---
title: "STAT340: Discussion 12: Random Forest"
author: "Names"
date: "`r format(Sys.time(), '%d %B, %Y')`" # autogenerate date as date of last knit
documentclass: article
classoption: letterpaper
output:
html_document:
highlight: tango
fig_caption: false
---
```{r setup, include=FALSE}
# if sourced, set working directory to file location
# added tryCatch in case knitting runs into error
tryCatch({
if(Sys.getenv('RSTUDIO')=='1'){
setwd(dirname(rstudioapi::getActiveDocumentContext()$path))
}}, error = function(e){}
)
# install necessary packages
if(!require(pacman)) install.packages("pacman")
pacman::p_load(knitr,tidyverse,ISLR,tree,MASS,randomForest)
knitr::opts_chunk$set(tidy=FALSE,strip.white=FALSE,fig.align="center",comment=" #")
```
---
[Link to source file](ds12.Rmd)
## Just for fun (1 min)
## Discuss together (5-10 min)
As an entire section, discuss this together:
Compare and contrast tree based methods with traditional regression based methods. How do they differ in fitting, interpretation, and what are their strengths/weaknesses?
## Exercise
### Background
This exercise is taken from section 8.3 of the [ISLR book](https://www.statlearning.com/s/ISLRSeventhPrinting.pdf) (feel free to consult this section as a guide). We will be using the dataset `Carseats` (containing data on sales of child car seats) from the `ISLR` package, as well as the `tree` package, so ensure both are installed and loaded.
```{r}
library(ISLR)
library(tree)
```
Uncomment the line below and briefly read about the dataset to understand what the data is measuring and what each of the variables mean.
```{r}
# ?Carseats
```
### Fitting classification tree (8.3.1)
First, binarize the observed variable `Sales` so that >8 is coded as "High" and <=8 is coded as "Low". Make sure this is saved as a column in the `Carseats` data frame.
Now, fit a classification tree to the new dataset, and view the result with `summary()` like you do with ordinary regression. What is your training error?
Plot the result of your tree, showing the category names for qualitative predictors (see p.325 of ISLR).
Follow the demo on p.326 of ISLR and create a train-test split in your data (feel free to use your own seed) so you can objectively evaluate the predictive accuracy of your model. Use the training data to refit your tree model, and evalute its performance on the test data set. What percent accuracy do you get?
### Fitting regression tree (8.3.2)
Next, use the same dataset to fit a regression tree. You can feel free to use the same train/test split as before, or if you wish, create a new split. This time, directly fit the `Sales` variable using the training dataset (see p.328 of ISLR).
Show the output of the fit with `summary()`. What is your residual mean deviance? Plot the tree to visualize the result.
Follow the instructions in ISLR for cross-validating and pruning, and then run your tree on the test dataset to generate predicted sales numbers.

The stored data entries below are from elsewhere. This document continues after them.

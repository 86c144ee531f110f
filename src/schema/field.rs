//! Field descriptors: labels, scalar kinds, and two-phase type references.

use std::collections::BTreeMap;

use crate::schema::{Literal, NodeId};
use crate::value::Value;
use crate::wire::WireType;

/// The proto2 field rule.
#[derive(Debug, Copy, Clone, PartialEq, Eq)]
pub enum Label {
    Required,
    Optional,
    Repeated,
}

/// The scalar field kinds and their wire framing.
///
/// This is the registered-descriptor table: each kind knows the wire type
/// its payload travels under.
#[derive(Debug, Copy, Clone, PartialEq, Eq)]
pub enum ScalarKind {
    Int32,
    Int64,
    Uint32,
    Uint64,
    Sint32,
    Sint64,
    Fixed32,
    Fixed64,
    Sfixed32,
    Sfixed64,
    Bool,
    Float,
    Double,
    String,
    Bytes,
}

impl ScalarKind {
    /// The wire type a payload of this kind is framed with.
    pub const fn wire_type(self) -> WireType {
        match self {
            ScalarKind::Int32
            | ScalarKind::Int64
            | ScalarKind::Uint32
            | ScalarKind::Uint64
            | ScalarKind::Sint32
            | ScalarKind::Sint64
            | ScalarKind::Bool => WireType::Varint,
            ScalarKind::Fixed64 | ScalarKind::Sfixed64 | ScalarKind::Double => WireType::Bits64,
            ScalarKind::Fixed32 | ScalarKind::Sfixed32 | ScalarKind::Float => WireType::Bits32,
            ScalarKind::String | ScalarKind::Bytes => WireType::LenDelim,
        }
    }

    /// Whether `[packed=true]` is legal for a repeated field of this kind.
    ///
    /// Everything except the length-delimited kinds packs.
    pub const fn is_packable(self) -> bool {
        !matches!(self, ScalarKind::String | ScalarKind::Bytes)
    }

    /// The `.proto` spelling of this kind.
    pub const fn proto_name(self) -> &'static str {
        match self {
            ScalarKind::Int32 => "int32",
            ScalarKind::Int64 => "int64",
            ScalarKind::Uint32 => "uint32",
            ScalarKind::Uint64 => "uint64",
            ScalarKind::Sint32 => "sint32",
            ScalarKind::Sint64 => "sint64",
            ScalarKind::Fixed32 => "fixed32",
            ScalarKind::Fixed64 => "fixed64",
            ScalarKind::Sfixed32 => "sfixed32",
            ScalarKind::Sfixed64 => "sfixed64",
            ScalarKind::Bool => "bool",
            ScalarKind::Float => "float",
            ScalarKind::Double => "double",
            ScalarKind::String => "string",
            ScalarKind::Bytes => "bytes",
        }
    }
}

/// A field's type, before and after the resolution pass.
///
/// The parser records message, group, and enum references symbolically as
/// [`FieldType::Unresolved`]; [`crate::schema::Schema::resolve_types`]
/// replaces them with handles into the tree.
#[derive(Debug, Clone, PartialEq, Eq)]
pub enum FieldType {
    Scalar(ScalarKind),
    /// A symbolic reference awaiting resolution. `group` selects the legacy
    /// start/end-group framing once the reference binds to a message.
    Unresolved { name: String, group: bool },
    Message(NodeId),
    Group(NodeId),
    Enum(NodeId),
}

impl FieldType {
    /// Shorthand for a symbolic message-or-enum reference.
    pub fn named(name: impl Into<String>) -> Self {
        FieldType::Unresolved {
            name: name.into(),
            group: false,
        }
    }

    /// Shorthand for a symbolic group reference.
    pub fn group(name: impl Into<String>) -> Self {
        FieldType::Unresolved {
            name: name.into(),
            group: true,
        }
    }

    /// The wire framing for values of this type, once resolved.
    pub fn wire_type(&self) -> Option<WireType> {
        match self {
            FieldType::Scalar(kind) => Some(kind.wire_type()),
            FieldType::Unresolved { .. } => None,
            FieldType::Message(_) => Some(WireType::LenDelim),
            FieldType::Group(_) => Some(WireType::StartGroup),
            FieldType::Enum(_) => Some(WireType::Varint),
        }
    }
}

/// Descriptor payload of a field node.
#[derive(Debug, Clone)]
pub(crate) struct FieldData {
    pub id: u32,
    pub label: Label,
    pub ty: FieldType,
    /// The source spelling, kept when `convert_fields_to_camel_case`
    /// rewrites the node name.
    pub original_name: String,
    pub packed: bool,
    pub options: BTreeMap<String, Literal>,
    /// The verified form of the `default` option, filled in by the
    /// resolution pass.
    pub default_value: Option<Value>,
}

Compare the predictions with the observed sales values; what is the MSE of your predictions?
### Fitting a random forest (8.3.3)
Finally, let's fit a random forest to the `Boston` dataset (of housing value data from Boston suburbs) from the `MASS` package, using the `randomForest` pacakge. Ensure both are installed and loaded.
```{r}
library(MASS)
library(randomForest)
```
Uncomment the line below and briefly read about the dataset to understand what the data is measuring and what each of the variables mean.
```{r}
# ?Boston
```
Create a train/split dataset just like you've done previously (see p.327 for how ISLR recommends splitting the Boston dataset).
Following the instructions on p.329 of ISLR, fit a random forest model with bagging on the data using `medv` as the observed variable (again, feel free to use your own seed). Then, use the test dataset to generate new predictions. What MSE do you obtain, and how does this compare to the previous method? Also plot your new predictions against the observed `medv` values.
Optional: if you wish, follow the instructions provided to grow the random forest by increasing the `ntree` argument to try to obtain a lower MSE. What is your new MSE?
Finally, use the `importance()` function to view how important each of the predictor variables is in the model. Which ones are the most important and which are the least? Plot these importance values using the `varImpPlot` function.
## Submission
As usual, make sure the names of everyone who worked on this with you is included in the header of this document. Then, knit this document and submit both this file and the HTML output on Canvas under Assignments ⇒ Discussion 12.